Lilly also examined the role played by “tau,” another protein tied to Alzheimer’s. Tangles of this protein usually grow in the brain as the disease advances, and Lilly focused its study analysis on people with low or intermediate levels.
“It was just a short year ago we were still arguing about how removing amyloid and tau might not have any benefit,” Maria Carrillo, the Alzheimer’s Association’s chief science officer, said during Monday’s press conference. “Now there’s evidence that really will propel the entire field into looking into these other markers [of disease]. It’s important to double down and not slow down.”
Though donanemab could become a valuable new option for some of the estimated 6 million Alzheimer’s patients in the U.S., it doesn’t work for everyone. Participants who entered Lilly’s study with high amounts of tau, for example, didn’t benefit from the drug, the fuller data showed.

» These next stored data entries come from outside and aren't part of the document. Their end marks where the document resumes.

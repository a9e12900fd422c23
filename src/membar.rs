//! Memory-barrier strategies for the hazard publish/scan protocol.
//!
//! Publishing a hazard pointer and collecting published hazards form a
//! Dekker-style pattern: the publishing side must make its store visible
//! before it re-reads the structure, and the scanning side must see every
//! store that preceded its guard collection. The two strategies trade where
//! the cost lands:
//!
//! * [`MemBar::Rendezvous`] puts a sequentially consistent read-modify-write
//!   on a process-wide shared variable on *both* sides. Portable.
//! * [`MemBar::Asymmetric`] makes the publish side free of any hardware
//!   fence and instead issues one `membarrier(2)` system call per scan,
//!   which forces a barrier on every running thread of the process. Only
//!   selected when the kernel advertises the expedited command.

use crate::sync::{lazy_static, AtomicUsize, Ordering};

#[derive(Clone, Copy, Debug, PartialEq, Eq)]
pub(crate) enum MemBar {
    /// Shared-variable rendezvous, usable on every target.
    Rendezvous,
    /// Linux `membarrier(MEMBARRIER_CMD_PRIVATE_EXPEDITED)` on the scan
    /// side, nothing but a compiler fence on the publish side.
    Asymmetric,
}

const UNPROBED: usize = 0;
const UNAVAILABLE: usize = 1;
const AVAILABLE: usize = 2;

lazy_static! {
    static ref RENDEZVOUS: AtomicUsize = AtomicUsize::new(0);
    static ref MEMBARRIER_STATE: AtomicUsize = AtomicUsize::new(UNPROBED);
}

impl MemBar {
    /// Picks the strategy for a new collector, probing the kernel once.
    pub(crate) fn select() -> MemBar {
        if asymmetric_available() {
            MemBar::Asymmetric
        } else {
            MemBar::Rendezvous
        }
    }

    /// Barrier on the hazard-publish side. Called after every guard store.
    #[inline]
    pub(crate) fn light(self) {
        match self {
            MemBar::Rendezvous => {
                RENDEZVOUS.fetch_add(1, Ordering::SeqCst);
            }
            MemBar::Asymmetric => {
                #[cfg(not(loom))]
                std::sync::atomic::compiler_fence(Ordering::SeqCst);
            }
        }
    }

    /// Barrier on the scanning side. Called once per scan, before the guard
    /// collection pass.
    #[inline]
    pub(crate) fn heavy(self) {
        match self {
            MemBar::Rendezvous => {
                RENDEZVOUS.fetch_add(1, Ordering::SeqCst);
            }
            MemBar::Asymmetric => heavy_membarrier(),
        }
    }
}

/// Whether the expedited membarrier command can be used. The probe runs at
/// most a handful of times (concurrent first calls may each probe) and the
/// verdict is cached process-wide; registration is idempotent so a repeated
/// probe is harmless.
pub(crate) fn asymmetric_available() -> bool {
    match MEMBARRIER_STATE.load(Ordering::Acquire) {
        AVAILABLE => true,
        UNAVAILABLE => false,
        _ => {
            let available = probe_membarrier();
            let state = if available { AVAILABLE } else { UNAVAILABLE };
            MEMBARRIER_STATE.store(state, Ordering::Release);
            available
        }
    }
}

#[cfg(all(target_os = "linux", not(loom)))]
mod sys {
    pub(super) const MEMBARRIER_CMD_QUERY: libc::c_int = 0;
    // linux 4.14+
    pub(super) const MEMBARRIER_CMD_PRIVATE_EXPEDITED: libc::c_int = 1 << 3;
    pub(super) const MEMBARRIER_CMD_REGISTER_PRIVATE_EXPEDITED: libc::c_int = 1 << 4;

    pub(super) fn membarrier(cmd: libc::c_int) -> libc::c_long {
        unsafe { libc::syscall(libc::SYS_membarrier, cmd, 0) }
    }
}

#[cfg(all(target_os = "linux", not(loom)))]
fn probe_membarrier() -> bool {
    let commands = sys::membarrier(sys::MEMBARRIER_CMD_QUERY);
    if commands == -1 || commands & libc::c_long::from(sys::MEMBARRIER_CMD_PRIVATE_EXPEDITED) == 0 {
        return false;
    }
    sys::membarrier(sys::MEMBARRIER_CMD_REGISTER_PRIVATE_EXPEDITED) == 0
}

#[cfg(not(all(target_os = "linux", not(loom))))]
fn probe_membarrier() -> bool {
    false
}

#[cfg(all(target_os = "linux", not(loom)))]
fn heavy_membarrier() {
    debug_assert_eq!(MEMBARRIER_STATE.load(Ordering::Relaxed), AVAILABLE);
    sys::membarrier(sys::MEMBARRIER_CMD_PRIVATE_EXPEDITED);
}

#[cfg(not(all(target_os = "linux", not(loom))))]
fn heavy_membarrier() {
    unreachable!("asymmetric membar selected without a successful capability probe")
}
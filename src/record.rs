//! Per-client thread records and their hazard-slot storage.

use core::alloc::Layout;
use core::ptr;
use std::cell::Cell;

use crate::alloc::AllocHooks;
use crate::error::Error;
use crate::retired::{Retired, RetiredSet};
use crate::sync::{AtomicBool, AtomicPtr, AtomicUsize, Ordering};

const NO_SLOT: usize = usize::MAX;

/// One hazard slot. The atomic pointer is the published hazard; the
/// free-list link is owner-local bookkeeping and never read cross-thread.
pub(crate) struct HazardSlot {
    hazard: AtomicPtr<u8>,
    next_free: Cell<usize>,
}

impl HazardSlot {
    fn new(next_free: usize) -> HazardSlot {
        HazardSlot {
            hazard: AtomicPtr::new(ptr::null_mut()),
            next_free: Cell::new(next_free),
        }
    }

    #[inline]
    pub(crate) fn publish(&self, ptr: *mut u8) {
        self.hazard.store(ptr, Ordering::Release);
    }

    #[inline]
    pub(crate) fn retract(&self) {
        self.hazard.store(ptr::null_mut(), Ordering::Release);
    }

    #[inline]
    pub(crate) fn load(&self, order: Ordering) -> *mut u8 {
        self.hazard.load(order)
    }
}

/// Fixed-capacity hazard-slot array with an owner-local free list.
pub(crate) struct HazardStorage {
    slots: *mut HazardSlot,
    capacity: usize,
    free_head: Cell<usize>,
    alloc_guard_count: AtomicUsize,
    free_guard_count: AtomicUsize,
}

impl HazardStorage {
    unsafe fn new(slots: *mut HazardSlot, capacity: usize) -> HazardStorage {
        HazardStorage {
            slots,
            capacity,
            free_head: Cell::new(if capacity == 0 { NO_SLOT } else { 0 }),
            alloc_guard_count: AtomicUsize::new(0),
            free_guard_count: AtomicUsize::new(0),
        }
    }

    #[inline]
    pub(crate) fn capacity(&self) -> usize {
        self.capacity
    }

    #[inline]
    pub(crate) fn slot(&self, index: usize) -> &HazardSlot {
        debug_assert!(index < self.capacity);
        unsafe { &*self.slots.add(index) }
    }

    /// All slots, for the scan-side guard collection pass. Readers may only
    /// touch the atomic hazard pointer of each slot.
    #[inline]
    pub(crate) fn iter(&self) -> impl Iterator<Item = &HazardSlot> {
        let slots = unsafe { std::slice::from_raw_parts(self.slots, self.capacity) };
        slots.iter()
    }

    /// Hands out a free slot index, owner only.
    pub(crate) fn try_alloc(&self) -> Option<usize> {
        let head = self.free_head.get();
        if head == NO_SLOT {
            return None;
        }
        self.free_head.set(self.slot(head).next_free.get());
        self.alloc_guard_count.fetch_add(1, Ordering::Relaxed);
        Some(head)
    }

    /// Returns a slot to the free list, owner only. Clears the hazard.
    pub(crate) fn free(&self, index: usize) {
        let slot = self.slot(index);
        slot.retract();
        slot.next_free.set(self.free_head.get());
        self.free_head.set(index);
        self.free_guard_count.fetch_add(1, Ordering::Relaxed);
    }

    /// Retracts every hazard and rebuilds the free list. Run on the release
    /// path so a recycled record always starts from a clean slate.
    pub(crate) fn clear(&self) {
        for index in 0..self.capacity {
            let slot = self.slot(index);
            slot.retract();
            slot.next_free
                .set(if index + 1 < self.capacity { index + 1 } else { NO_SLOT });
        }
        self.free_head.set(if self.capacity == 0 { NO_SLOT } else { 0 });
    }

    pub(crate) fn guard_counters(&self) -> (usize, usize) {
        (
            self.alloc_guard_count.load(Ordering::Relaxed),
            self.free_guard_count.load(Ordering::Relaxed),
        )
    }
}

/// Per-client record: hazard slots, retired buffer, registry link and the
/// ownership hand-off state. Lives in one contiguous allocation:
///
/// ```text
/// +-------------------+
/// | ThreadRecord      |
/// +-------------------+
/// | HazardSlot[]      |
/// +-------------------+
/// | Retired[]         |
/// +-------------------+
/// ```
pub(crate) struct ThreadRecord {
    pub(crate) hazards: HazardStorage,
    pub(crate) retired: RetiredSet,
    /// Link to the previously published head. Written once before the
    /// record becomes reachable, immutable afterwards.
    pub(crate) next: *mut ThreadRecord,
    /// Points to the record itself while OWNED, null while FREE. The only
    /// cross-thread hand-off point for everything non-atomic in here.
    pub(crate) owner: AtomicPtr<ThreadRecord>,
    /// Hint that the retired buffer is empty so help-scan can skip the
    /// record without claiming it. Never authoritative on its own.
    pub(crate) drained: AtomicBool,
    pub(crate) retire_count: AtomicUsize,
    pub(crate) free_count: AtomicUsize,
    pub(crate) scan_count: AtomicUsize,
    pub(crate) help_scan_count: AtomicUsize,
}

// The non-atomic interior (slot free list, retired length) is only touched
// by the thread that currently holds the ownership CAS; every other thread
// restricts itself to the atomics. See the registry protocol in collector.rs.
unsafe impl Send for ThreadRecord {}
unsafe impl Sync for ThreadRecord {}

impl ThreadRecord {
    fn layout(guard_count: usize, retired_capacity: usize) -> Result<(Layout, usize, usize), Error> {
        let header = Layout::new::<ThreadRecord>();
        let slots = Layout::array::<HazardSlot>(guard_count).map_err(|_| Error::AllocFailed(usize::MAX))?;
        let entries = Layout::array::<Retired>(retired_capacity).map_err(|_| Error::AllocFailed(usize::MAX))?;
        let (layout, slots_offset) = header.extend(slots).map_err(|_| Error::AllocFailed(usize::MAX))?;
        let (layout, retired_offset) = layout.extend(entries).map_err(|_| Error::AllocFailed(usize::MAX))?;
        Ok((layout.pad_to_align(), slots_offset, retired_offset))
    }

    /// Allocates and initializes a record block. The new record starts out
    /// OWNED by the caller.
    pub(crate) fn create(
        guard_count: usize,
        retired_capacity: usize,
        hooks: AllocHooks,
    ) -> Result<*mut ThreadRecord, Error> {
        let (layout, slots_offset, retired_offset) = Self::layout(guard_count, retired_capacity)?;
        unsafe {
            let block = (hooks.alloc)(layout);
            if block.is_null() {
                return Err(Error::AllocFailed(layout.size()));
            }
            let record = block as *mut ThreadRecord;
            let slots = block.add(slots_offset) as *mut HazardSlot;
            let entries = block.add(retired_offset) as *mut Retired;

            for index in 0..guard_count {
                let next_free = if index + 1 < guard_count { index + 1 } else { NO_SLOT };
                ptr::write(slots.add(index), HazardSlot::new(next_free));
            }

            ptr::write(
                record,
                ThreadRecord {
                    hazards: HazardStorage::new(slots, guard_count),
                    retired: RetiredSet::new(entries, retired_capacity),
                    next: ptr::null_mut(),
                    owner: AtomicPtr::new(record),
                    drained: AtomicBool::new(false),
                    retire_count: AtomicUsize::new(0),
                    free_count: AtomicUsize::new(0),
                    scan_count: AtomicUsize::new(0),
                    help_scan_count: AtomicUsize::new(0),
                },
            );
            Ok(record)
        }
    }

    /// Tears a record block down and releases its memory. The retired
    /// buffer must already be empty.
    pub(crate) unsafe fn destroy(record: *mut ThreadRecord, hooks: AllocHooks) {
        debug_assert_eq!((*record).retired.len(), 0);

        let guard_count = (*record).hazards.capacity();
        let retired_capacity = (*record).retired.capacity();
        let (layout, slots_offset, _) = match Self::layout(guard_count, retired_capacity) {
            Ok(layout) => layout,
            Err(_) => return,
        };

        let block = record as *mut u8;
        let slots = block.add(slots_offset) as *mut HazardSlot;
        for index in 0..guard_count {
            ptr::drop_in_place(slots.add(index));
        }
        ptr::drop_in_place(record);
        (hooks.free)(block, layout);
    }

    #[inline]
    pub(crate) fn is_owned(&self) -> bool {
        !self.owner.load(Ordering::Relaxed).is_null()
    }
}

#[cfg(all(test, not(loom)))]
mod tests {
    use super::*;
    use crate::alloc;

    fn create(guards: usize, retired: usize) -> *mut ThreadRecord {
        ThreadRecord::create(guards, retired, alloc::current_hooks()).unwrap()
    }

    unsafe fn destroy(record: *mut ThreadRecord) {
        ThreadRecord::destroy(record, alloc::current_hooks());
    }

    #[test]
    fn new_record_is_owned_by_itself() {
        let record = create(4, 8);
        unsafe {
            assert_eq!((*record).owner.load(Ordering::Relaxed), record);
            assert!(!(*record).drained.load(Ordering::Relaxed));
            assert_eq!((*record).retired.len(), 0);
            destroy(record);
        }
    }

    #[test]
    fn slot_alloc_recycles_through_free_list() {
        let record = create(2, 4);
        let hazards = unsafe { &(*record).hazards };

        let first = hazards.try_alloc().unwrap();
        let second = hazards.try_alloc().unwrap();
        assert_ne!(first, second);
        assert!(hazards.try_alloc().is_none());

        hazards.free(second);
        assert_eq!(hazards.try_alloc(), Some(second));

        let (allocated, freed) = hazards.guard_counters();
        assert_eq!(allocated, 3);
        assert_eq!(freed, 1);

        hazards.free(first);
        hazards.free(second);
        unsafe { destroy(record) };
    }

    #[test]
    fn clear_retracts_hazards_and_restores_capacity() {
        let record = create(3, 4);
        let hazards = unsafe { &(*record).hazards };

        let slot = hazards.try_alloc().unwrap();
        hazards.slot(slot).publish(0x40 as *mut u8);
        let _ = hazards.try_alloc().unwrap();

        hazards.clear();
        for hazard in hazards.iter() {
            assert!(hazard.load(Ordering::Acquire).is_null());
        }
        for _ in 0..3 {
            assert!(hazards.try_alloc().is_some());
        }
        assert!(hazards.try_alloc().is_none());

        unsafe { destroy(record) };
    }
}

In the JAMA paper, the study’s authors wrote that this outcome “supports the hypothesis that a greater benefit from amyloid-lowering therapies may occur when initiated at an earlier disease stage.”
The degree of benefit offered by donanemab is also a matter of debate, particularly as Lilly’s drug, like Aduhelm and Leqembi, comes with the risk of brain swelling and bleeding. Three participants in Lilly’s trial with serious signs of these so-called ARIA side effects later died.
“Slowing progression by a quarter to a half a year as seen with donanemab allows for someone to remain in [mild cognitive impairment] or mild-stage dementia for just that much longer,” wrote three physicians in an editorial published alongside the data.
“The modest benefits would likely not be questioned by patients, clinicians, or payers if amyloid antibodies are low risk, inexpensive, and simple to administer,” they added. “However, they are none of these.”
Alzheimer’s experts have argued that testing for amyloid and, in the case of donanemab, tau will add further costs to treatment and may stretch the resources of smaller treatment centers.
Additionally, Lilly’s results are hindered by how few people of color were enrolled in its trial, and the cap on participants’ age of 85 years, limiting the data available for groups heavily impacted by the disease.
“Similar to previous trials of [Leqembi] and [Aduhelm], this donanemab trial does not provide sufficient evidence of safety or efficacy among people racialized as American Indian or Alaska Native, Asian, Black, or Hispanic,” wrote Jennifer Manly, of Columbia University, and Kacie Deters, of the University of California, Los Angeles, in another JAMA editorial.